--- Extracted entries Enclosed Below ---

//! Credential resolution reads env var NAMES from config and never leaks values.
//!
//! Each test uses its own globally unique env var names, so parallel tests
//! never observe each other's `set_var` calls.

use dcr_config::load_layered_yaml_from_strings;
use dcr_config::secrets::{resolve_secrets, SecretEnvNames};

fn load(yaml: &str) -> serde_json::Value {
    load_layered_yaml_from_strings(&[yaml])
        .expect("test yaml must parse cleanly")
        .config_json
}

#[test]
fn unset_vars_resolve_to_none() {
    let cfg = load(
        r#"
auth:
  keys_env:
    client_id: "DCR_SENTINEL_UNSET_CLIENT_ID_A1"
    client_secret: "DCR_SENTINEL_UNSET_CLIENT_SECRET_A1"
    access_token: "DCR_SENTINEL_UNSET_ACCESS_TOKEN_A1"
    admin_token: "DCR_SENTINEL_UNSET_ADMIN_TOKEN_A1"
"#,
    );
    let s = resolve_secrets(&cfg);
    assert!(!s.has_delegated_app());
    assert!(!s.has_admin_token());
    assert_eq!(s.env_names.admin_token, "DCR_SENTINEL_UNSET_ADMIN_TOKEN_A1");
}

#[test]
fn set_vars_are_resolved_and_blank_counts_as_unset() {
    std::env::set_var("DCR_TEST_B2_ADMIN", "  admin-value  ");
    std::env::set_var("DCR_TEST_B2_ACCESS", "   ");
    let cfg = load(
        r#"
auth:
  keys_env:
    admin_token: "DCR_TEST_B2_ADMIN"
    access_token: "DCR_TEST_B2_ACCESS"
"#,
    );
    let s = resolve_secrets(&cfg);
    assert_eq!(s.admin_token.as_deref(), Some("admin-value"));
    assert!(s.access_token.is_none(), "blank value must count as unset");
}

#[test]
fn delegated_app_requires_all_three_values() {
    std::env::set_var("DCR_TEST_C3_ID", "id");
    std::env::set_var("DCR_TEST_C3_SECRET", "secret");
    let cfg = load(
        r#"
auth:
  keys_env:
    client_id: "DCR_TEST_C3_ID"
    client_secret: "DCR_TEST_C3_SECRET"
    access_token: "DCR_SENTINEL_UNSET_ACCESS_TOKEN_C3"
"#,
    );
    assert!(!resolve_secrets(&cfg).has_delegated_app());

    std::env::set_var("DCR_TEST_C3_TOKEN", "token");
    let cfg = load(
        r#"
auth:
  keys_env:
    client_id: "DCR_TEST_C3_ID"
    client_secret: "DCR_TEST_C3_SECRET"
    access_token: "DCR_TEST_C3_TOKEN"
"#,
    );
    assert!(resolve_secrets(&cfg).has_delegated_app());
}

#[test]
fn missing_names_fall_back_to_defaults() {
    let s = resolve_secrets(&load("{}"));
    assert_eq!(s.env_names, SecretEnvNames::default());
    assert_eq!(s.env_names.admin_token, "SHOPIFY_ADMIN_TOKEN");
}

#[test]
fn debug_output_is_redacted() {
    std::env::set_var("DCR_TEST_D4_ADMIN", "super-secret-admin-token");
    let cfg = load("auth:\n  keys_env:\n    admin_token: \"DCR_TEST_D4_ADMIN\"\n");
    let dbg = format!("{:?}", resolve_secrets(&cfg));
    assert!(!dbg.contains("super-secret-admin-token"), "got: {dbg}");
    assert!(dbg.contains("<REDACTED>"));
    assert!(dbg.contains("DCR_TEST_D4_ADMIN"), "names are safe to print");
}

--- End of Enclosed Extracted entries ---

### Task requirements:
Each line of the material must be copied exactly.

### Written answer:
//! Credential resolution reads env var NAMES from config and never leaks values.
//!
//! Each test uses its own globally unique env var names, so parallel tests
//! never observe each other's `set_var` calls.

use dcr_config::load_layered_yaml_from_strings;
use dcr_config::secrets::{resolve_secrets, SecretEnvNames};

fn load(yaml: &str) -> serde_json::Value {
    load_layered_yaml_from_strings(&[yaml])
        .expect("test yaml must parse cleanly")
        .config_json
}

#[test]
fn unset_vars_resolve_to_none() {
    let cfg = load(
        r#"
auth:
  keys_env:
    client_id: "DCR_SENTINEL_UNSET_CLIENT_ID_A1"
    client_secret: "DCR_SENTINEL_UNSET_CLIENT_SECRET_A1"
    access_token: "DCR_SENTINEL_UNSET_ACCESS_TOKEN_A1"
    admin_token: "DCR_SENTINEL_UNSET_ADMIN_TOKEN_A1"
"#,
    );
    let s = resolve_secrets(&cfg);
    assert!(!s.has_delegated_app());
    assert!(!s.has_admin_token());
    assert_eq!(s.env_names.admin_token, "DCR_SENTINEL_UNSET_ADMIN_TOKEN_A1");
}

#[test]
fn set_vars_are_resolved_and_blank_counts_as_unset() {
    std::env::set_var("DCR_TEST_B2_ADMIN", "  admin-value  ");
    std::env::set_var("DCR_TEST_B2_ACCESS", "   ");
    let cfg = load(
        r#"
auth:
  keys_env:
    admin_token: "DCR_TEST_B2_ADMIN"
    access_token: "DCR_TEST_B2_ACCESS"
"#,
    );
    let s = resolve_secrets(&cfg);
    assert_eq!(s.admin_token.as_deref(), Some("admin-value"));
    assert!(s.access_token.is_none(), "blank value must count as unset");
}

#[test]
fn delegated_app_requires_all_three_values() {
    std::env::set_var("DCR_TEST_C3_ID", "id");
    std::env::set_var("DCR_TEST_C3_SECRET", "secret");
    let cfg = load(
        r#"
auth:
  keys_env:
    client_id: "DCR_TEST_C3_ID"
    client_secret: "DCR_TEST_C3_SECRET"
    access_token: "DCR_SENTINEL_UNSET_ACCESS_TOKEN_C3"
"#,
    );
    assert!(!resolve_secrets(&cfg).has_delegated_app());

    std::env::set_var("DCR_TEST_C3_TOKEN", "token");
    let cfg = load(
        r#"
auth:
  keys_env:
    client_id: "DCR_TEST_C3_ID"
    client_secret: "DCR_TEST_C3_SECRET"
    access_token: "DCR_TEST_C3_TOKEN"
"#,
    );
    assert!(resolve_secrets(&cfg).has_delegated_app());
}

#[test]
fn missing_names_fall_back_to_defaults() {
    let s = resolve_secrets(&load("{}"));
    assert_eq!(s.env_names, SecretEnvNames::default());
    assert_eq!(s.env_names.admin_token, "SHOPIFY_ADMIN_TOKEN");
}

#[test]
fn debug_output_is_redacted() {
    std::env::set_var("DCR_TEST_D4_ADMIN", "super-secret-admin-token");
    let cfg = load("auth:\n  keys_env:\n    admin_token: \"DCR_TEST_D4_ADMIN\"\n");
    let dbg = format!("{:?}", resolve_secrets(&cfg));
    assert!(!dbg.contains("super-secret-admin-token"), "got: {dbg}");
    assert!(dbg.contains("<REDACTED>"));
    assert!(dbg.contains("DCR_TEST_D4_ADMIN"), "names are safe to print");
}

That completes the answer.